[Dataset entries]
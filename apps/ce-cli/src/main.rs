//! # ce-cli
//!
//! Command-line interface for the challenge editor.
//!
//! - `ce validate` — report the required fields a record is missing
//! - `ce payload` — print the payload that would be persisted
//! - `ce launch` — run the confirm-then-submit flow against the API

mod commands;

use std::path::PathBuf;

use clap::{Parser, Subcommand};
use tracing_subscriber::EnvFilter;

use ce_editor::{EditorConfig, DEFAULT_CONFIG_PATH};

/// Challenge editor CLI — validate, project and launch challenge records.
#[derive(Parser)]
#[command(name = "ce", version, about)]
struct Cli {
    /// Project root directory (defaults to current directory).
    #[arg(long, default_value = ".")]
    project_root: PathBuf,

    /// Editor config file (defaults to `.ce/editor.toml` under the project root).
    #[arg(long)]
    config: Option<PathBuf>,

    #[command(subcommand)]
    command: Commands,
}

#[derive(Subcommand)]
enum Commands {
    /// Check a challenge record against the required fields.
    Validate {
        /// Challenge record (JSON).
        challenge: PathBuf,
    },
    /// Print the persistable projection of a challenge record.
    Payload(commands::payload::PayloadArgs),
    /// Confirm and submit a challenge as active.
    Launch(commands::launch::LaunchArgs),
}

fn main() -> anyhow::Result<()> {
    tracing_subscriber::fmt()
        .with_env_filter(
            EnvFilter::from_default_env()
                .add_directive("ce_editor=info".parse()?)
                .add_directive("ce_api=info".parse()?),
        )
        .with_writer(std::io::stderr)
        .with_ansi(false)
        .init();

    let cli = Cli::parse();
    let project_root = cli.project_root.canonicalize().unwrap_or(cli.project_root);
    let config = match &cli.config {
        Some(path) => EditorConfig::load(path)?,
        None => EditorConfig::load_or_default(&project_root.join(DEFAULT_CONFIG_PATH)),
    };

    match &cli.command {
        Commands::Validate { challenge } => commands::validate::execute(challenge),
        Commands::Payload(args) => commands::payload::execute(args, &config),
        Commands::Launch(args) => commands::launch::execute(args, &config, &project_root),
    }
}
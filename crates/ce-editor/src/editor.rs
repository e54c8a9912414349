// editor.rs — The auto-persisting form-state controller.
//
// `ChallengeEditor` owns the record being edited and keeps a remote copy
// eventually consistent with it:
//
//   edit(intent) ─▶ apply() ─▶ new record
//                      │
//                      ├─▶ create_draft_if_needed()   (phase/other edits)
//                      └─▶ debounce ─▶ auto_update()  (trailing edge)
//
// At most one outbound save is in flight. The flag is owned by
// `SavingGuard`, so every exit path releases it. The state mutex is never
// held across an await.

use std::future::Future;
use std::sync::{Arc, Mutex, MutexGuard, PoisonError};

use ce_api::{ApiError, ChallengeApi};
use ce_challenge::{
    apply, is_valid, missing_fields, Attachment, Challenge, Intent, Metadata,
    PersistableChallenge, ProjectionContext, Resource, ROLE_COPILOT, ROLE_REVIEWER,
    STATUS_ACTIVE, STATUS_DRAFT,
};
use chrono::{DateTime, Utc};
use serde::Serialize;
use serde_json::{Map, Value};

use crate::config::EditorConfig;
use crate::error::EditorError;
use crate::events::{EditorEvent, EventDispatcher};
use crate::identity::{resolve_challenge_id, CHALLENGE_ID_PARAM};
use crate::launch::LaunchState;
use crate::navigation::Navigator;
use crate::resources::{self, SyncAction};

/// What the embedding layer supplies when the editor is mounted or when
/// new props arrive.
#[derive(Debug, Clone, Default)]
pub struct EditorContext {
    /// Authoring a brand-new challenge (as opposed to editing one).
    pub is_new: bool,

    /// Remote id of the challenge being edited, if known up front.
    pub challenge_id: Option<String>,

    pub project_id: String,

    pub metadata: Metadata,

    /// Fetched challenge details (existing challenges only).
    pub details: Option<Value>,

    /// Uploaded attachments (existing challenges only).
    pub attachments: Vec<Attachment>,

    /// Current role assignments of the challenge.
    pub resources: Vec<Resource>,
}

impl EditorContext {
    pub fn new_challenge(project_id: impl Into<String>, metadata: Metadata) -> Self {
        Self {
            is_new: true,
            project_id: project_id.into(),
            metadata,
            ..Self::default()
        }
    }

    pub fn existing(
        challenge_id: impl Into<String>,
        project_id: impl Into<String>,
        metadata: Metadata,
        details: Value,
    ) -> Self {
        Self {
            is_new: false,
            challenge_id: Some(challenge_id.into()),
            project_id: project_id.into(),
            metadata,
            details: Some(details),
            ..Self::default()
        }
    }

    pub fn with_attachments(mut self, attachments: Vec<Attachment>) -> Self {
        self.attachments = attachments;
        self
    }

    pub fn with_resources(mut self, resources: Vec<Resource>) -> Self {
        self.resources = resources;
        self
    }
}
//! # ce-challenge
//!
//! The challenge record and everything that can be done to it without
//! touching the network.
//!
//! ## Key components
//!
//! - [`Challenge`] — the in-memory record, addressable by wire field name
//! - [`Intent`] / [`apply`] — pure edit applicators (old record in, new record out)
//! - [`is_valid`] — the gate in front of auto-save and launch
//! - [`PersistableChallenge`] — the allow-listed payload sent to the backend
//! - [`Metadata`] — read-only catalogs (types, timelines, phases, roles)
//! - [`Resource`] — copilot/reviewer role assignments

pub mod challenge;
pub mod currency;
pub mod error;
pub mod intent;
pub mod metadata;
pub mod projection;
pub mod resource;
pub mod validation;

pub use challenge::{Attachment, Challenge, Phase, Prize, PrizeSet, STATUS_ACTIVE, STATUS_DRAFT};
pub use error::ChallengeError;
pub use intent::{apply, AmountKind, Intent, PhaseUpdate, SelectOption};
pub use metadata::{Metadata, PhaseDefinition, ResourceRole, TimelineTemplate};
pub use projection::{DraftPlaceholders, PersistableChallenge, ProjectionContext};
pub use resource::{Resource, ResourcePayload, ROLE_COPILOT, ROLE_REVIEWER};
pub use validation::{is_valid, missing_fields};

● ASSIGNMENT
Only lines holding the word "that" belong in the answer; copy all of them from the records.

● EXERCISE ANSWER
//! - `ce payload` — print the payload that would be persisted
//! The challenge record and everything that can be done to it without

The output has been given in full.